Ma vie je la revoyais à travers des flashes black, ne sachant pas me situer à travers tout cela. J'avais l'impression d'être en chute permanente, que j'allais dans le passé pour tout changer.

« Mourir » ... « Hitler » ... « pendre » ... Anna ... Maman ...

- Scheisse !

J'ai repris mes esprits, ma mère pleurait, j'étais dans ses bras, l'officier allemand m'ordonnait de lâcher ma mère pendant qu'un autre tirait le corps d'Anna par le bras et faisait glisser le reste de son corps au sol. Elle était traitée comme un cochon qu'on venait d'égorger et qu'on emmenait dans une boucherie afin de vendre quelques partis de son corps. Les deux situations étaient aussi ignoble l'une que l'autre.

- C'est l'heure de l'Appel ! Cria un soldat nazi.

Pour moi, ça voulait dire l'heure de l'exécution de ma mère. Celle qui m'a donné la vie, celle qui m'a appris comment m'habiller et dompter mes cheveux qui partaient toujours dans tout les sens, celle qui a toujours crue en moi, ma meilleure amie depuis toujours... Elle s'était sacrifiée pour moi, comme si j'allais survivre seule à cet enfer, et qu'un jour je pourrais avoir un travail, un mari et peut-être même un enfant.

Tandis que le corps d'Anna glissait à même le sol, que ses genoux s'écorchaient de plus en plus à cause du gravier, tout les juifs se dirigeaient devant la potence, afin d'être présent et écouter l'Appel. Machinalement, je les ais rejoins. Je ne voulais pas que le sacrifice de ma mère soit inutile et que je meurs à coup de bâtons parce-que je n'aurais pas voulu participer à un simple Appel.

Nous étions tous en rang, ma mère était à ma droite.

- Eins, zwei, drei, ...

L'officier continuait à compter en allemand, jusqu'à arriver à ma mère, qui était le nombre dreiundneuzig quatre vingt treize.

- Toi, on ne t'a pas oublié. Va te pendre, ordonna-t-il.

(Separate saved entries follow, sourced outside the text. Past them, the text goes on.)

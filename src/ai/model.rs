// src/ai/model.rs

use serde::{Deserialize, Serialize};

/// Task classification and effort estimate.
#[derive(Debug, Clone, PartialEq, Serialize, Deserialize)]
pub struct TaskAnalysis {
    pub task_type: String,
    /// 1 (trivial) to 5 (very hard).
    #[serde(deserialize_with = "lenient::difficulty")]
    pub difficulty_level: u8,
    #[serde(deserialize_with = "lenient::text")]
    pub estimated_time: String,
    #[serde(default)]
    pub key_concepts: Vec<String>,
    #[serde(default)]
    pub prerequisites: Vec<String>,
    #[serde(default)]
    pub learning_objectives: Vec<String>,
}

#[derive(Debug, Clone, PartialEq, Serialize, Deserialize)]
pub struct GuideStep {
    pub step: u32,
    pub title: String,
    pub description: String,
}

#[derive(Debug, Clone, PartialEq, Serialize, Deserialize)]
pub struct Explanation {
    #[serde(default)]
    pub step_by_step_guide: Vec<GuideStep>,
    #[serde(default)]
    pub tips: Vec<String>,
    #[serde(default)]
    pub common_mistakes: Vec<String>,
}

#[derive(Debug, Clone, PartialEq, Serialize, Deserialize)]
pub struct Solution {
    pub approach: String,
    #[serde(default)]
    pub key_steps: Vec<String>,
    pub expected_outcome: String,
    #[serde(default)]
    pub validation_methods: Vec<String>,
}

/// The structured analysis the model is asked to produce for a task.
#[derive(Debug, Clone, PartialEq, Serialize, Deserialize)]
pub struct AnalysisResult {
    pub analysis: TaskAnalysis,
    pub explanation: Explanation,
    pub solution: Solution,
    #[serde(deserialize_with = "lenient::difficulty")]
    pub estimated_difficulty: u8,
    pub suggested_approach: String,
    #[serde(default)]
    pub key_concepts: Vec<String>,
}

fn strings(items: &[&str]) -> Vec<String> {
    items.iter().map(|s| s.to_string()).collect()
}

impl AnalysisResult {
    /// Returned when the model answered but not with the expected JSON shape.
    pub fn parse_fallback() -> Self {
        Self {
            analysis: TaskAnalysis {
                task_type: "other".to_string(),
                difficulty_level: 3,
                estimated_time: "2 hours".to_string(),
                key_concepts: strings(&["Research required"]),
                prerequisites: Vec::new(),
                learning_objectives: strings(&["Complete the assigned task"]),
            },
            explanation: Explanation {
                step_by_step_guide: vec![
                    GuideStep {
                        step: 1,
                        title: "Review the material".to_string(),
                        description: "Read the assignment carefully from start to finish".to_string(),
                    },
                    GuideStep {
                        step: 2,
                        title: "Research".to_string(),
                        description: "Look for additional sources where something is unclear".to_string(),
                    },
                    GuideStep {
                        step: 3,
                        title: "Solve".to_string(),
                        description: "Apply what you learned to complete the task".to_string(),
                    },
                ],
                tips: strings(&["Take notes while you work", "Review your work before submitting"]),
                common_mistakes: strings(&["Not reading the full instructions", "Submitting without reviewing"]),
            },
            solution: Solution {
                approach: "Follow the instructions provided".to_string(),
                key_steps: strings(&["Read", "Execute", "Review"]),
                expected_outcome: "Task completed satisfactorily".to_string(),
                validation_methods: strings(&["Self review", "Check with classmates"]),
            },
            estimated_difficulty: 3,
            suggested_approach: "Read the instructions and work through them step by step".to_string(),
            key_concepts: strings(&["Understanding the instructions", "Applying prior knowledge"]),
        }
    }

    /// Returned when the completion service could not be reached at all.
    pub fn transport_fallback() -> Self {
        Self {
            analysis: TaskAnalysis {
                task_type: "other".to_string(),
                difficulty_level: 3,
                estimated_time: "2 hours".to_string(),
                key_concepts: Vec::new(),
                prerequisites: Vec::new(),
                learning_objectives: Vec::new(),
            },
            explanation: Explanation {
                step_by_step_guide: Vec::new(),
                tips: Vec::new(),
                common_mistakes: Vec::new(),
            },
            solution: Solution {
                approach: "Follow your instructor's directions".to_string(),
                key_steps: Vec::new(),
                expected_outcome: "Task completed".to_string(),
                validation_methods: Vec::new(),
            },
            estimated_difficulty: 3,
            suggested_approach: "Read and carry out the instructions".to_string(),
            key_concepts: Vec::new(),
        }
    }
}

/// Task priority derived from the estimated difficulty.
#[derive(Debug, Clone, Copy, PartialEq, Eq, Serialize)]
#[serde(rename_all = "lowercase")]
pub enum Priority {
    Low,
    Medium,
    High,
}

impl Priority {
    /// `>= 4` is high, `2..=3` is medium, anything lower is low.
    pub fn from_difficulty(difficulty: i64) -> Self {
        if difficulty >= 4 {
            Priority::High
        } else if difficulty >= 2 {
            Priority::Medium
        } else {
            Priority::Low
        }
    }

    pub fn as_str(&self) -> &'static str {
        match self {
            Priority::Low => "low",
            Priority::Medium => "medium",
            Priority::High => "high",
        }
    }
}

/// Which conversation a chat turn belongs to.
#[derive(Debug, Clone, Copy, PartialEq, Eq)]
pub enum ChatKind {
    /// Scoped to one task; the caller usually supplies the task as context.
    Task,
    General,
}

impl ChatKind {
    /// `"task"` selects [`ChatKind::Task`]; every other value is a general chat.
    pub fn parse(value: &str) -> Self {
        if value.trim().eq_ignore_ascii_case("task") {
            ChatKind::Task
        } else {
            ChatKind::General
        }
    }
}

/// Tutoring style for a chat turn.
#[derive(Debug, Clone, Copy, PartialEq, Eq)]
pub enum ChatMode {
    Learn,
    Review,
}

impl ChatMode {
    /// `"review"` selects [`ChatMode::Review`]; anything else, including unknown
    /// or empty values, falls back to [`ChatMode::Learn`].
    pub fn parse(value: &str) -> Self {
        if value.trim().eq_ignore_ascii_case("review") {
            ChatMode::Review
        } else {
            ChatMode::Learn
        }
    }
}

pub const APOLOGY_MESSAGE: &str =
    "Sorry, something went wrong while processing your message. Please try again.";
pub const EMPTY_REPLY_MESSAGE: &str = "Sorry, I could not generate a response.";

/// One tutor reply.
#[derive(Debug, Clone, PartialEq, Serialize)]
pub struct ChatReply {
    pub content: String,
    pub tokens_used: Option<u32>,
    pub model_used: String,
    #[serde(skip_serializing_if = "Option::is_none")]
    pub error: Option<String>,
}

impl ChatReply {
    pub fn apology(model_used: &str, error: String) -> Self {
        Self {
            content: APOLOGY_MESSAGE.to_string(),
            tokens_used: None,
            model_used: model_used.to_string(),
            error: Some(error),
        }
    }
}

#[derive(Debug, Clone, PartialEq, Serialize, Deserialize)]
pub struct QuizQuestion {
    pub question: String,
    /// `multiple_choice`, `true_false` or `short_answer`.
    #[serde(rename = "type")]
    pub kind: String,
    #[serde(default)]
    pub options: Vec<String>,
    #[serde(deserialize_with = "lenient::text")]
    pub correct_answer: String,
    #[serde(default)]
    pub explanation: String,
    /// Set from the request, not read from the model.
    #[serde(default, skip_deserializing)]
    pub difficulty: u8,
}

#[derive(Debug, Clone, PartialEq, Serialize, Deserialize)]
pub struct Flashcard {
    pub front: String,
    pub back: String,
}

/// Study-habit feedback derived from recent sessions and quiz scores.
///
/// Every field is optional in the model's answer; the empty value is also
/// the fallback.
#[derive(Debug, Clone, PartialEq, Default, Serialize, Deserialize)]
#[serde(default)]
pub struct StudyInsights {
    pub strengths: Vec<String>,
    pub weaknesses: Vec<String>,
    pub recommendations: Vec<String>,
    #[serde(deserialize_with = "lenient::text")]
    pub optimal_study_time: String,
    #[serde(deserialize_with = "lenient::text")]
    pub suggested_session_duration: String,
    #[serde(deserialize_with = "lenient::text")]
    pub study_streak_maintenance: String,
}

/// Why a value is a fallback instead of the model's answer.
#[derive(Debug, Clone, PartialEq, Serialize)]
#[serde(tag = "kind", content = "detail", rename_all = "snake_case")]
pub enum Degradation {
    /// The completion service failed (network, status, timeout).
    Transport(String),
    /// The service answered with text that is not the expected JSON shape.
    MalformedOutput(String),
}

/// A value that is always usable, plus a note when it is a fallback.
#[derive(Debug, Clone, PartialEq, Serialize)]
pub struct Outcome<T> {
    pub value: T,
    pub degraded: Option<Degradation>,
}

impl<T> Outcome<T> {
    pub fn ok(value: T) -> Self {
        Self { value, degraded: None }
    }

    pub fn degraded(value: T, reason: Degradation) -> Self {
        Self { value, degraded: Some(reason) }
    }

    pub fn is_degraded(&self) -> bool {
        self.degraded.is_some()
    }

    pub fn map_value<U>(self, f: impl FnOnce(T) -> U) -> Outcome<U> {
        Outcome { value: f(self.value), degraded: self.degraded }
    }
}

/// Deserializers that accept the loose shapes models tend to produce.
mod lenient {
    use serde::de::{Deserializer, Error};
    use serde::Deserialize;
    use serde_json::Value;

    /// Accepts `3`, `3.0`, `"3"` or `"3/5"` and clamps into 1..=5.
    pub fn difficulty<'de, D: Deserializer<'de>>(deserializer: D) -> Result<u8, D::Error> {
        let value = Value::deserialize(deserializer)?;
        let raw = match &value {
            Value::Number(n) => n.as_f64(),
            Value::String(s) => {
                let digits: String = s.trim().chars().take_while(|c| c.is_ascii_digit()).collect();
                digits.parse::<f64>().ok()
            }
            _ => None,
        }
        .ok_or_else(|| D::Error::custom(format!("invalid difficulty: {value}")))?;
        Ok(raw.round().clamp(1.0, 5.0) as u8)
    }

    /// Accepts a string or a bare number/bool and renders it as text.
    pub fn text<'de, D: Deserializer<'de>>(deserializer: D) -> Result<String, D::Error> {
        match Value::deserialize(deserializer)? {
            Value::String(s) => Ok(s),
            Value::Number(n) => Ok(n.to_string()),
            Value::Bool(b) => Ok(b.to_string()),
            other => Err(D::Error::custom(format!("expected text, found {other}"))),
        }
    }
}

Ce dernier lui donnait des ordres comme si c'était un chien. Pour moi, cette situation était insupportable mais j'étais tellement impuissante... J'ai pris la main de la personne à ma gauche, croyant qu'Anna était toujours là. Sûrement par respect, la femme dont je serrais la main à fait de même, sans broncher. Ce geste m'a réconforté. Pas beaucoup mais c'était assez pour supporter ce qui allait suivre.

Ma mère marchait vite jusqu'à la potence, elle voulait en finir au plus vite, afin qu'on passe à autre chose. Je me souvenais d'il y a quelque jour auparavant, quand ma mère s'était disputé avec mon père : « On va mourir ! Tu l'as entendue... » Avait-elle dit.

J'ai fait un pas en avant, je voulais la prendre dans mes bras, lui dire qu'on va se réveiller. Que tout ceci était qu'un cauchemar, qu'Anna était réveillé et attendait qu'on lui cuisine un bon repas. Je savais que c'était faux, mais j'avais envie d'y croire. Tout ceci était si avide de sens...

La femme à qui je tenais la main m'a alors chuchoté : « Ta maman à un courage sans fin. J'ai entendue qu'elle s'est sacrifiée pour toi... Ne fais pas de bêtises et reste à coter de moi. Venge-la. ». Je l'ai regardé droit dans les yeux, aucune émotion ne sortait de ces derniers. On aurait dit une machine.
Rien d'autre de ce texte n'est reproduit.